Given records:
____________________

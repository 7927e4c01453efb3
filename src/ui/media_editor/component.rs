// SPDX-License-Identifier: MPL-2.0
//! Media editor component: the reorderable list, pointer drag-and-drop and an
//! eagerly loaded thumbnail per image tile.

use crate::domain::ids::MediaId;
use crate::domain::media::{MediaEntry, MediaKind, ReorderableMediaList};
use crate::ui::lazy_image::{self, LazyImage, LoadMode};
use std::collections::HashMap;
use std::time::Instant;

#[derive(Debug, Clone)]
pub enum Message {
    /// Pointer went down on a tile body.
    TilePressed(MediaId),
    TileEntered(MediaId),
    TileExited(MediaId),
    /// Pointer went up anywhere over the editor.
    Released,
    Remove(MediaId),
    Crop(MediaId),
    Thumbnail { id: MediaId, message: lazy_image::Message },
}

#[derive(Debug, Clone, PartialEq)]
pub enum Event {
    None,
    Thumbnail { id: MediaId, effect: lazy_image::Effect },
    /// The operator asked to crop an image entry.
    CropRequested { id: MediaId, url: String },
    Reordered,
    Removed(MediaId),
}

#[derive(Debug, Clone, Copy, PartialEq, Eq)]
struct DragState {
    source: MediaId,
    hovered: Option<MediaId>,
}

#[derive(Debug, Clone)]
pub struct MediaEditor {
    list: ReorderableMediaList,
    placeholder: String,
    thumbnails: HashMap<MediaId, LazyImage>,
    drag: Option<DragState>,
}

impl MediaEditor {
    #[must_use]
    pub fn new(list: ReorderableMediaList, placeholder: impl Into<String>) -> Self {
        let placeholder = placeholder.into();
        let thumbnails = list
            .iter()
            .filter(|entry| entry.kind == MediaKind::Image)
            .map(|entry| (entry.id, thumbnail(&entry.url, &placeholder)))
            .collect();
        Self {
            list,
            placeholder,
            thumbnails,
            drag: None,
        }
    }

    /// Initial thumbnail fetches.
    pub fn start(&mut self) -> Vec<(MediaId, lazy_image::Effect)> {
        self.thumbnails
            .iter_mut()
            .map(|(id, image)| (*id, image.start()))
            .filter(|(_, effect)| *effect != lazy_image::Effect::None)
            .collect()
    }

    #[must_use]
    pub fn list(&self) -> &ReorderableMediaList {
        &self.list
    }

    #[must_use]
    pub fn thumbnail(&self, id: MediaId) -> Option<&LazyImage> {
        self.thumbnails.get(&id)
    }

    #[must_use]
    pub fn drag_source(&self) -> Option<MediaId> {
        self.drag.map(|drag| drag.source)
    }

    /// Tile currently under the pointer while a drag is in progress.
    #[must_use]
    pub fn drop_target(&self) -> Option<MediaId> {
        self.drag
            .and_then(|drag| drag.hovered)
            .filter(|target| Some(*target) != self.drag_source())
    }

    /// Adds an uploaded entry and starts its thumbnail.
    pub fn append(&mut self, kind: MediaKind, url: &str) -> Option<(MediaId, lazy_image::Effect)> {
        let id = self.list.append(kind, url)?;
        let effect = match kind {
            MediaKind::Image => {
                let mut image = thumbnail(url, &self.placeholder);
                let effect = image.start();
                self.thumbnails.insert(id, image);
                effect
            }
            MediaKind::Video => lazy_image::Effect::None,
        };
        Some((id, effect))
    }

    /// Points an entry at a new url (after a crop) and reloads its thumbnail.
    pub fn replace_url(&mut self, id: MediaId, url: &str) -> Option<lazy_image::Effect> {
        if !self.list.replace_url(id, url) {
            return None;
        }
        let mut image = thumbnail(url, &self.placeholder);
        let effect = image.start();
        self.thumbnails.insert(id, image);
        Some(effect)
    }

    #[must_use]
    pub fn is_fading(&self, now: Instant) -> bool {
        self.thumbnails.values().any(|image| image.is_fading(now))
    }

    pub fn update(&mut self, message: Message, now: Instant) -> Event {
        match message {
            Message::TilePressed(id) => {
                self.drag = Some(DragState {
                    source: id,
                    hovered: Some(id),
                });
                Event::None
            }
            Message::TileEntered(id) => {
                if let Some(drag) = &mut self.drag {
                    drag.hovered = Some(id);
                }
                Event::None
            }
            Message::TileExited(id) => {
                if let Some(drag) = &mut self.drag {
                    if drag.hovered == Some(id) {
                        drag.hovered = None;
                    }
                }
                Event::None
            }
            Message::Released => self.finish_drag(),
            Message::Remove(id) => match self.list.remove(id) {
                Some(_) => {
                    self.thumbnails.remove(&id);
                    if self.drag_source() == Some(id) {
                        self.drag = None;
                    }
                    Event::Removed(id)
                }
                None => Event::None,
            },
            Message::Crop(id) => match self.list.get(id) {
                Some(MediaEntry {
                    kind: MediaKind::Image,
                    url,
                    ..
                }) => Event::CropRequested {
                    id,
                    url: url.clone(),
                },
                _ => Event::None,
            },
            Message::Thumbnail { id, message } => match self.thumbnails.get_mut(&id) {
                Some(image) => match image.update(message, now) {
                    lazy_image::Effect::None => Event::None,
                    effect => Event::Thumbnail { id, effect },
                },
                None => Event::None,
            },
        }
    }

    fn finish_drag(&mut self) -> Event {
        let Some(drag) = self.drag.take() else {
            return Event::None;
        };
        let Some(target) = drag.hovered else {
            return Event::None;
        };
        let (Some(from), Some(to)) = (self.list.position(drag.source), self.list.position(target))
        else {
            return Event::None;
        };
        if self.list.move_item(from, to) {
            log::debug!("media moved from {from} to {to}");
            Event::Reordered
        } else {
            Event::None
        }
    }
}

fn thumbnail(url: &str, placeholder: &str) -> LazyImage {
    LazyImage::new(url, placeholder, LoadMode::Eager)
}

#[cfg(test)]
mod tests {
    use super::*;

    fn editor() -> MediaEditor {
        let list = ReorderableMediaList::from_parts(
            &["A".into(), "B".into(), "C".into()],
            &["V".into()],
        );
        MediaEditor::new(list, "ph")
    }

    fn ids(editor: &MediaEditor) -> Vec<MediaId> {
        editor.list().iter().map(|entry| entry.id).collect()
    }

    fn urls(editor: &MediaEditor) -> Vec<String> {
        editor.list().iter().map(|entry| entry.url.clone()).collect()
    }

    #[test]
    fn start_fetches_every_image_thumbnail() {
        let mut editor = editor();
        let effects = editor.start();
        assert_eq!(effects.len(), 3);
        assert!(effects
            .iter()
            .all(|(_, effect)| matches!(effect, lazy_image::Effect::Fetch(_))));
    }

    #[test]
    fn release_over_another_tile_moves() {
        let mut editor = editor();
        let now = Instant::now();
        let ids = ids(&editor);

        editor.update(Message::TilePressed(ids[2]), now);
        editor.update(Message::TileExited(ids[2]), now);
        editor.update(Message::TileEntered(ids[0]), now);
        assert_eq!(editor.drop_target(), Some(ids[0]));
        assert_eq!(editor.update(Message::Released, now), Event::Reordered);
        assert_eq!(urls(&editor), ["C", "A", "B", "V"]);
        assert_eq!(editor.drag_source(), None);
    }

    #[test]
    fn release_on_source_or_outside_cancels() {
        let mut editor = editor();
        let now = Instant::now();
        let ids = ids(&editor);

        editor.update(Message::TilePressed(ids[1]), now);
        assert_eq!(editor.update(Message::Released, now), Event::None);

        editor.update(Message::TilePressed(ids[1]), now);
        editor.update(Message::TileExited(ids[1]), now);
        assert_eq!(editor.update(Message::Released, now), Event::None);
        assert_eq!(urls(&editor), ["A", "B", "C", "V"]);
    }

    #[test]
    fn crop_is_offered_for_images_only() {
        let mut editor = editor();
        let now = Instant::now();
        let ids = ids(&editor);
        assert_eq!(
            editor.update(Message::Crop(ids[0]), now),
            Event::CropRequested {
                id: ids[0],
                url: "A".into()
            }
        );
        assert_eq!(editor.update(Message::Crop(ids[3]), now), Event::None);
    }

    #[test]
    fn replace_url_restarts_thumbnail() {
        let mut editor = editor();
        editor.start();
        let id = ids(&editor)[1];
        assert_eq!(
            editor.replace_url(id, "B2"),
            Some(lazy_image::Effect::Fetch("B2".into()))
        );
        assert_eq!(urls(&editor), ["A", "B2", "C", "V"]);
        assert_eq!(editor.replace_url(MediaId::new(), "x"), None);
    }

    #[test]
    fn remove_drops_thumbnail() {
        let mut editor = editor();
        let now = Instant::now();
        let id = ids(&editor)[0];
        assert_eq!(editor.update(Message::Remove(id), now), Event::Removed(id));
        assert!(editor.thumbnail(id).is_none());
        assert_eq!(editor.update(Message::Remove(id), now), Event::None);
    }

    #[test]
    fn appended_video_has_no_thumbnail() {
        let mut editor = editor();
        let (id, effect) = editor.append(MediaKind::Video, "v2.mp4").expect("appended");
        assert_eq!(effect, lazy_image::Effect::None);
        assert!(editor.thumbnail(id).is_none());
        assert_eq!(editor.list().len(), 5);
    }
}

____________________

Exercise brief:
Look through the entries above, and wherever a line holds the string "PartialEq", copy it.

Answer for this exercise:
#[derive(Debug, Clone, PartialEq)]
#[derive(Debug, Clone, Copy, PartialEq, Eq)]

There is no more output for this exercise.